Scrape, scrape, scrape…scrape your bo-at, scrape your bo-at. Yes, “Shake Your Booty” by KC & the Sunshine Band has been running through my brain when I think about this project. No need to thank me for the ear worm.
The last few weekends have seen slow progress on our latest project of scraping the bottom. It’s not that it has been particularly time-consuming. It’s just that intervening circumstances have dictated that we only put in a few hours each weekend.
Saturday, November 14th saw winds that were way too high for scraping. Environmental regulations require us to minimize the bottom paint debris that ends up on the ground. We’ve been using tarps to catch the paint as we scrape it off, but winds that day were scheduled to gust up to 40 mph. There wasn’t any point in even trying to scrape with winds like that.
The next day’s forecast looked better, so we drove down to Shenny and quickly got to work. Today we were going to focus on the keel, so Jeff took the port side and I took the starboard side. After a few hours the winds started kicking up again, so we pulled the plug. We still made some good progress though. Well, Jeff made better progress than I did. When he came around to see how I was coming along, he jokingly said, “What have you been doing?” Clearly his technique is better than mine.
Jeff woke up with a sore back on Saturday the 21st, but he was game to put in a few more hours of scraping. He proceeded to work on my still-unfinished side, while I expanded a bit on what he had accomplished the previous week on the port side.
After Jeff’s back had enough of scraping, we switched to pulling chainplates. The stays (which are the cables extending from the mast) are attached to the chainplates, meaning the chainplates hold the mast up. Original to the boat, we definitely wanted to replace them before we head out.
We could probably have waited a few more years, but there were signs that water had been leaking into where the chainplates penetrate the deck so we needed to rebed them. As long as we needed to rebed, we figured we might as well pull them and replace them now.

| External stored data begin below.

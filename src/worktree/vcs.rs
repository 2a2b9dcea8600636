//! The narrow version-control surface the worktree layer needs.

use async_trait::async_trait;
use std::path::Path;

use super::parse::WorktreeEntry;
use crate::errors::VcsError;

/// What to diff.
#[derive(Debug, Clone, Copy, PartialEq, Eq)]
pub enum DiffTarget<'a> {
    /// Index against HEAD (`diff --cached`)
    Staged,
    /// Index against a commit (`diff --cached <base>`), i.e. committed and
    /// staged work since `base`
    StagedSince(&'a str),
    /// What `head` changed since it forked from `base` (`diff <base>...<head>`)
    MergeBase { base: &'a str, head: &'a str },
}

/// How to apply a patch file.
#[derive(Debug, Clone, Copy, PartialEq, Eq)]
pub enum ApplyMode {
    Forward,
    Reverse,
    /// Dry run (`--check`)
    Check,
}

/// An in-progress operation that can be aborted.
#[derive(Debug, Clone, Copy, PartialEq, Eq)]
pub enum InProgress {
    Merge,
    Rebase,
    CherryPick,
}

/// Version-control operations used by [`super::WorktreeManager`].
///
/// Real implementation: [`super::GitCli`]. Tests substitute an in-memory fake.
#[async_trait]
pub trait Vcs: Send + Sync {
    /// Resolve a revision to a full sha, `None` if it does not exist.
    async fn resolve_revision(&self, dir: &Path, rev: &str) -> Result<Option<String>, VcsError>;

    async fn current_branch(&self, dir: &Path) -> Result<String, VcsError>;

    async fn branch_exists(&self, repo: &Path, branch: &str) -> Result<bool, VcsError>;

    /// Add a worktree. With `base` a new branch is created from it; without
    /// one the worktree checks out the existing `branch`.
    async fn add_worktree(&self, repo: &Path, path: &Path, branch: &str, base: Option<&str>) -> Result<(), VcsError>;

    /// `worktree remove --force`
    async fn remove_worktree(&self, repo: &Path, path: &Path) -> Result<(), VcsError>;

    async fn prune_worktrees(&self, repo: &Path) -> Result<(), VcsError>;

    async fn list_worktrees(&self, repo: &Path) -> Result<Vec<WorktreeEntry>, VcsError>;

    /// `branch -D`
    async fn delete_branch(&self, repo: &Path, branch: &str) -> Result<(), VcsError>;

    /// `add -A`
    async fn stage_all(&self, dir: &Path) -> Result<(), VcsError>;

    async fn diff(&self, dir: &Path, target: DiffTarget<'_>) -> Result<String, VcsError>;

    /// Same selection as [`Vcs::diff`] with `--numstat`.
    async fn diff_numstat(&self, dir: &Path, target: DiffTarget<'_>) -> Result<String, VcsError>;

    /// `status --porcelain`
    async fn status_porcelain(&self, dir: &Path) -> Result<String, VcsError>;

    async fn commit(&self, dir: &Path, message: &str) -> Result<(), VcsError>;

    async fn apply_patch(&self, dir: &Path, patch: &Path, mode: ApplyMode) -> Result<(), VcsError>;

    /// `merge --no-ff -m <message> <branch>`
    async fn merge_no_ff(&self, repo: &Path, branch: &str, message: &str) -> Result<(), VcsError>;

    /// `merge --squash <branch>` (stages only, no commit)
    async fn merge_squash(&self, repo: &Path, branch: &str) -> Result<(), VcsError>;

    async fn cherry_pick(&self, repo: &Path, commit: &str) -> Result<(), VcsError>;

    /// Commits in `base..head`, oldest first.
    async fn rev_list(&self, repo: &Path, base: &str, head: &str) -> Result<Vec<String>, VcsError>;

    async fn abort(&self, repo: &Path, operation: InProgress) -> Result<(), VcsError>;

    /// `reset --hard <rev>`
    async fn reset_hard(&self, repo: &Path, rev: &str) -> Result<(), VcsError>;
}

We had rebedded the chainplates on Little Bristol, and removing them had involved quite a bit of grunt work because they were slightly bent. We also had to drill out several bung holes so we could remove the wood work that was covering them. Needless to say, the job on Little Bristol took a little while. Fortunately, however, Pegu Club’s chainplates are easily accessible so there was no need to remove any woodwork, and her port side chainplates came out rather easily.
Although there were obvious signs of leaking, the deck core seems good where the chainplates were except for in one area which is moist (but not goopy, which is good). We’ll do a bit of research, but likely we’ll just drill the core out and refill the area with thickened epoxy. Hopefully we’ll have equally good luck on the starboard side.
This upcoming weekend is Thanksgiving, so we have a four-day weekend. The plan is to go to New York City on Thursday for our semi-traditional dim sum and holiday windows viewing, leaving us three days to hopefully finish scraping and pulling the remaining chainplates.